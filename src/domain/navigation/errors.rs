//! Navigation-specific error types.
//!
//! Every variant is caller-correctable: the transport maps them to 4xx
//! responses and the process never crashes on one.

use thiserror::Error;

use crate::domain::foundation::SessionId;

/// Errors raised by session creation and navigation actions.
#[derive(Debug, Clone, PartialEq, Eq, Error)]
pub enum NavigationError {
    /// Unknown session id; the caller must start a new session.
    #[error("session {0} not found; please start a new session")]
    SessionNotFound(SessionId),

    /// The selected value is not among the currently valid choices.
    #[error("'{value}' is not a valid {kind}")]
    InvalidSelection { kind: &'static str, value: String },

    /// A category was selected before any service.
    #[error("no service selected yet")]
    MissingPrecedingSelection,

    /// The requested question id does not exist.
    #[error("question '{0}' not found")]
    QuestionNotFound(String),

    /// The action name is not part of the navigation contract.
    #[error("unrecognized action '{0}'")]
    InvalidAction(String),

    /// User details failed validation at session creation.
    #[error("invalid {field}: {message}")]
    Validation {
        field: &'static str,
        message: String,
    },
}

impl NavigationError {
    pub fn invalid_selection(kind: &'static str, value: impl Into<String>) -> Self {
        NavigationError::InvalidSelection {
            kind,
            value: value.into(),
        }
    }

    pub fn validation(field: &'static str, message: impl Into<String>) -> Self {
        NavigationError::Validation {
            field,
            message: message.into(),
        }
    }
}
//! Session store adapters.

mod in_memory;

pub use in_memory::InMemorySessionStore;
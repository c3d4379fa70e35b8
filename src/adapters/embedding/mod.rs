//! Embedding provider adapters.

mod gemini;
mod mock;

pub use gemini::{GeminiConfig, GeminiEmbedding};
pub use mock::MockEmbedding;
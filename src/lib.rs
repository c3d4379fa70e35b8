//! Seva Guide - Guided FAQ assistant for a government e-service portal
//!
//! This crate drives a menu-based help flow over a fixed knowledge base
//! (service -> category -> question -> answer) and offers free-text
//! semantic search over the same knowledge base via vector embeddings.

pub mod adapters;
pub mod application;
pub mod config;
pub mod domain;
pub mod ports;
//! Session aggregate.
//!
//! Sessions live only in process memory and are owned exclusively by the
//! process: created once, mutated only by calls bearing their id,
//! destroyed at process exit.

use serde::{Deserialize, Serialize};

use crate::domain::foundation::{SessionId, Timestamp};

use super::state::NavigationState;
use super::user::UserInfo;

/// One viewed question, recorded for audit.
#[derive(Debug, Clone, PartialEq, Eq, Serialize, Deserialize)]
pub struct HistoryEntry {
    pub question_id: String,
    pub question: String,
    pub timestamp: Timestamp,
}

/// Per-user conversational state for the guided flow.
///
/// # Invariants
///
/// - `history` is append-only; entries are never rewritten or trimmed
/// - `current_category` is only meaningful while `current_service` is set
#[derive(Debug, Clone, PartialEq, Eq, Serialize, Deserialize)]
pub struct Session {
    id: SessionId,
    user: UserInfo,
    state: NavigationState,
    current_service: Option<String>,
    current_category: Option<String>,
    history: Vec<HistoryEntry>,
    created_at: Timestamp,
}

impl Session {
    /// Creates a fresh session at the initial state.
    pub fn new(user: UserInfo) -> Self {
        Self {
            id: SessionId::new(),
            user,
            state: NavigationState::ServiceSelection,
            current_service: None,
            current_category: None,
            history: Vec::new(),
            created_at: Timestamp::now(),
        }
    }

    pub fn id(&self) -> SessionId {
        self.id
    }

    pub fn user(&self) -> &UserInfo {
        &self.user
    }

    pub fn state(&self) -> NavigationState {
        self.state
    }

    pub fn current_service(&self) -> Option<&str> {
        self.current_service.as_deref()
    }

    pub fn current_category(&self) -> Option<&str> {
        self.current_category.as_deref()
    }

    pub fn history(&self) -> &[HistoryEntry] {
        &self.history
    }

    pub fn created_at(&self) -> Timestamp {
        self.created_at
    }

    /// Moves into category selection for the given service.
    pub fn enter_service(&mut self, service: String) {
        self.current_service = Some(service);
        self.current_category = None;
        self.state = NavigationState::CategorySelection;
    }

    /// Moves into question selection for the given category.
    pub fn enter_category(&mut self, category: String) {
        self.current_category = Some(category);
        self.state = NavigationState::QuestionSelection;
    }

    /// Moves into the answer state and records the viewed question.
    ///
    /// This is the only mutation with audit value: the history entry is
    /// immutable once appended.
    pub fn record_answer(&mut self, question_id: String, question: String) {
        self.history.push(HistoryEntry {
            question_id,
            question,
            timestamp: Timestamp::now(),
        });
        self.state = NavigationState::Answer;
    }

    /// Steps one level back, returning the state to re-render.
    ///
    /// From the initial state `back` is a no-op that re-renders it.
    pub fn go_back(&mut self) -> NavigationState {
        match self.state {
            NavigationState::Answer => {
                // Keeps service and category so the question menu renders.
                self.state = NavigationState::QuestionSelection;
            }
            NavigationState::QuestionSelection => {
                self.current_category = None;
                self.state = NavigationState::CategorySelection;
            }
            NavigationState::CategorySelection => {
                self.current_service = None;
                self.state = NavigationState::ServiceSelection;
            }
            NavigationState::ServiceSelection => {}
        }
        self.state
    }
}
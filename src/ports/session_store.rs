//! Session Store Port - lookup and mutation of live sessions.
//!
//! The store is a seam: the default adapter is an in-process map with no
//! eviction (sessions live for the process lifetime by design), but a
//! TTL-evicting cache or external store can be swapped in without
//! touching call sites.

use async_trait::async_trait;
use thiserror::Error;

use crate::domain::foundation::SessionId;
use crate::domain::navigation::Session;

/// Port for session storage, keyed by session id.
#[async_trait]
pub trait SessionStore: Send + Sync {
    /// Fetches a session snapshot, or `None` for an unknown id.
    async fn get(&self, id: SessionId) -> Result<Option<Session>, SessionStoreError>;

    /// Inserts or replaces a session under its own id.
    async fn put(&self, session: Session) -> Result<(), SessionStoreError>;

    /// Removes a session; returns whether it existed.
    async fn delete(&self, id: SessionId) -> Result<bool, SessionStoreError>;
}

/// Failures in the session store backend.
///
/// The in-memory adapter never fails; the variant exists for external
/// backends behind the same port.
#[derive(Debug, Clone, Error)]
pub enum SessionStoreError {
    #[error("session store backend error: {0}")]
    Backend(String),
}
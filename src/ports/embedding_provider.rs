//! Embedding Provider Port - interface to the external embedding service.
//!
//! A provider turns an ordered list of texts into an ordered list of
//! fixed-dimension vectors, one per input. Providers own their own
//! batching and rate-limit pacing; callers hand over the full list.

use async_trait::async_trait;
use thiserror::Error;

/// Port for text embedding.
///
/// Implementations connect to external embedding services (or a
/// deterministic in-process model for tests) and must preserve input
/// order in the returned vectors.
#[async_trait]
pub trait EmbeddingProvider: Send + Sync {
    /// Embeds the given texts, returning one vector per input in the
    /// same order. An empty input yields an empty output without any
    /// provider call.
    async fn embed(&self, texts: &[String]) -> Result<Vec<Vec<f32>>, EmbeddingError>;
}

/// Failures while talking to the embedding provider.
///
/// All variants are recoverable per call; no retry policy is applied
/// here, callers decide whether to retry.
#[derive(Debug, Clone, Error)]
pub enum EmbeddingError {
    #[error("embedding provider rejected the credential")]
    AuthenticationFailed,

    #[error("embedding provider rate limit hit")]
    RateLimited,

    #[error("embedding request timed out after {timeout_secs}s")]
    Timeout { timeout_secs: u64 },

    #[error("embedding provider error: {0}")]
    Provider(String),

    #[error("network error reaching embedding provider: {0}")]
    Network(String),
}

#### What this task involves:
Copy out each line of the listing that holds "retry".

#### Answer:
/// All variants are recoverable per call; no retry policy is applied
/// here, callers decide whether to retry.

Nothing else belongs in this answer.